• YOUR OBJECTIVE:
Please report each line of the data below that contains "tests".

++++ EXERCISE INPUT

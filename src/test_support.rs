//! Deterministic collaborators for tests.
use std::collections::{HashMap, HashSet};
use std::io::{Error as IoError, ErrorKind};
use std::sync::{Arc, Once};

use parking_lot::Mutex;

use crate::*;

pub(crate) const TOC_FILE: &str = "test.toc";
pub(crate) const CACHE_FILE: &str = "test.cache";

struct PendingRead {
    key: String,
    offset: u64,
    len: usize,
}

#[derive(Default)]
struct ManualState {
    next_id: u64,
    pending: HashMap<IoRequestId, PendingRead>,
    done: HashMap<IoRequestId, Result<Vec<u8>, IoError>>,
    failing_keys: HashSet<String>,
}

/// An [AsyncIo] whose reads only complete when the test says so.
pub(crate) struct ManualAsyncIo {
    vfs: Arc<MemoryVfs>,
    state: Mutex<ManualState>,
}

impl ManualAsyncIo {
    pub(crate) fn new(vfs: Arc<MemoryVfs>) -> Arc<ManualAsyncIo> {
        Arc::new(ManualAsyncIo {
            vfs,
            state: Default::default(),
        })
    }

    fn perform(&self, failing: &HashSet<String>, read: PendingRead) -> Result<Vec<u8>, IoError> {
        if failing.contains(&read.key) {
            return Err(IoError::new(ErrorKind::Other, "injected read failure"));
        }
        self.vfs.read_at(&read.key, read.offset, read.len)
    }

    /// Complete every read issued so far.
    pub(crate) fn complete_all(&self) {
        let mut state = self.state.lock();
        let pending: Vec<_> = state.pending.drain().collect();
        for (id, read) in pending {
            let result = self.perform(&state.failing_keys, read);
            state.done.insert(id, result);
        }
    }

    /// Make every read of `key` completed from now on fail.
    pub(crate) fn fail_reads_of(&self, key: &str) {
        self.state.lock().failing_keys.insert(key.to_string());
    }

    pub(crate) fn pending_count(&self) -> usize {
        self.state.lock().pending.len()
    }
}

impl AsyncIo for ManualAsyncIo {
    fn begin_read(&self, key: &str, offset: u64, len: usize) -> IoRequestId {
        let mut state = self.state.lock();
        let id = IoRequestId::new(state.next_id);
        state.next_id += 1;
        state.pending.insert(
            id,
            PendingRead {
                key: key.to_string(),
                offset,
                len,
            },
        );
        id
    }

    fn try_finish_read(&self, id: IoRequestId) -> Option<Result<Vec<u8>, IoError>> {
        let mut state = self.state.lock();
        if let Some(result) = state.done.remove(&id) {
            return Some(result);
        }
        if state.pending.contains_key(&id) {
            return None;
        }
        Some(Err(unknown_io_request(id)))
    }

    fn finish_read(&self, id: IoRequestId) -> Result<Vec<u8>, IoError> {
        let mut state = self.state.lock();
        if let Some(read) = state.pending.remove(&id) {
            return self.perform(&state.failing_keys, read);
        }
        state
            .done
            .remove(&id)
            .unwrap_or_else(|| Err(unknown_io_request(id)))
    }
}

pub(crate) fn memory_backend() -> (Arc<MemoryVfs>, Arc<ManualAsyncIo>) {
    let vfs = Arc::new(MemoryVfs::new());
    let io = ManualAsyncIo::new(vfs.clone());
    (vfs, io)
}

pub(crate) fn make_cache(vfs: &Arc<MemoryVfs>, io: &Arc<ManualAsyncIo>) -> Cache {
    Cache::new(
        "test",
        Platform::Pc,
        TOC_FILE,
        CACHE_FILE,
        vfs.clone(),
        io.clone(),
    )
    .unwrap()
}

/// A [Vfs] over a [MemoryVfs] which can't stat one file.
pub(crate) struct UnstattableVfs {
    inner: Arc<MemoryVfs>,
    key: String,
}

impl UnstattableVfs {
    pub(crate) fn new(inner: Arc<MemoryVfs>, key: &str) -> Arc<UnstattableVfs> {
        Arc::new(UnstattableVfs {
            inner,
            key: key.to_string(),
        })
    }
}

impl Vfs for UnstattableVfs {
    fn file_size(&self, key: &str) -> Result<Option<u64>, IoError> {
        if key == self.key {
            return Err(IoError::new(ErrorKind::PermissionDenied, "injected stat failure"));
        }
        self.inner.file_size(key)
    }

    fn read_at(&self, key: &str, offset: u64, len: usize) -> Result<Vec<u8>, IoError> {
        self.inner.read_at(key, offset, len)
    }

    fn write_at(&self, key: &str, offset: u64, data: &[u8]) -> Result<(), IoError> {
        self.inner.write_at(key, offset, data)
    }

    fn replace(&self, key: &str, data: &[u8]) -> Result<(), IoError> {
        self.inner.replace(key, data)
    }
}

/// Keeps every log record so tests can look for messages.  Tests run in parallel, so look for something unique to
/// the test, such as a cache name.
struct RecordingLogger {
    records: Mutex<Vec<(log::Level, String)>>,
}

impl log::Log for RecordingLogger {
    fn enabled(&self, _metadata: &log::Metadata<'_>) -> bool {
        true
    }

    fn log(&self, record: &log::Record<'_>) {
        self.records
            .lock()
            .push((record.level(), record.args().to_string()));
    }

    fn flush(&self) {}
}

static LOGGER: RecordingLogger = RecordingLogger {
    records: parking_lot::const_mutex(Vec::new()),
};
static LOGGER_INIT: Once = Once::new();

pub(crate) fn record_logs() {
    LOGGER_INIT.call_once(|| {
        if log::set_logger(&LOGGER).is_ok() {
            log::set_max_level(log::LevelFilter::Trace);
        }
    });
}

/// Number of records at `level` or more severe containing `needle`.
pub(crate) fn logged(level: log::Level, needle: &str) -> usize {
    LOGGER
        .records
        .lock()
        .iter()
        .filter(|(l, message)| *l <= level && message.contains(needle))
        .count()
}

++++++++

• YOUR RESPONSE:
//! Deterministic collaborators for tests.
/// Keeps every log record so tests can look for messages.  Tests run in parallel, so look for something unique to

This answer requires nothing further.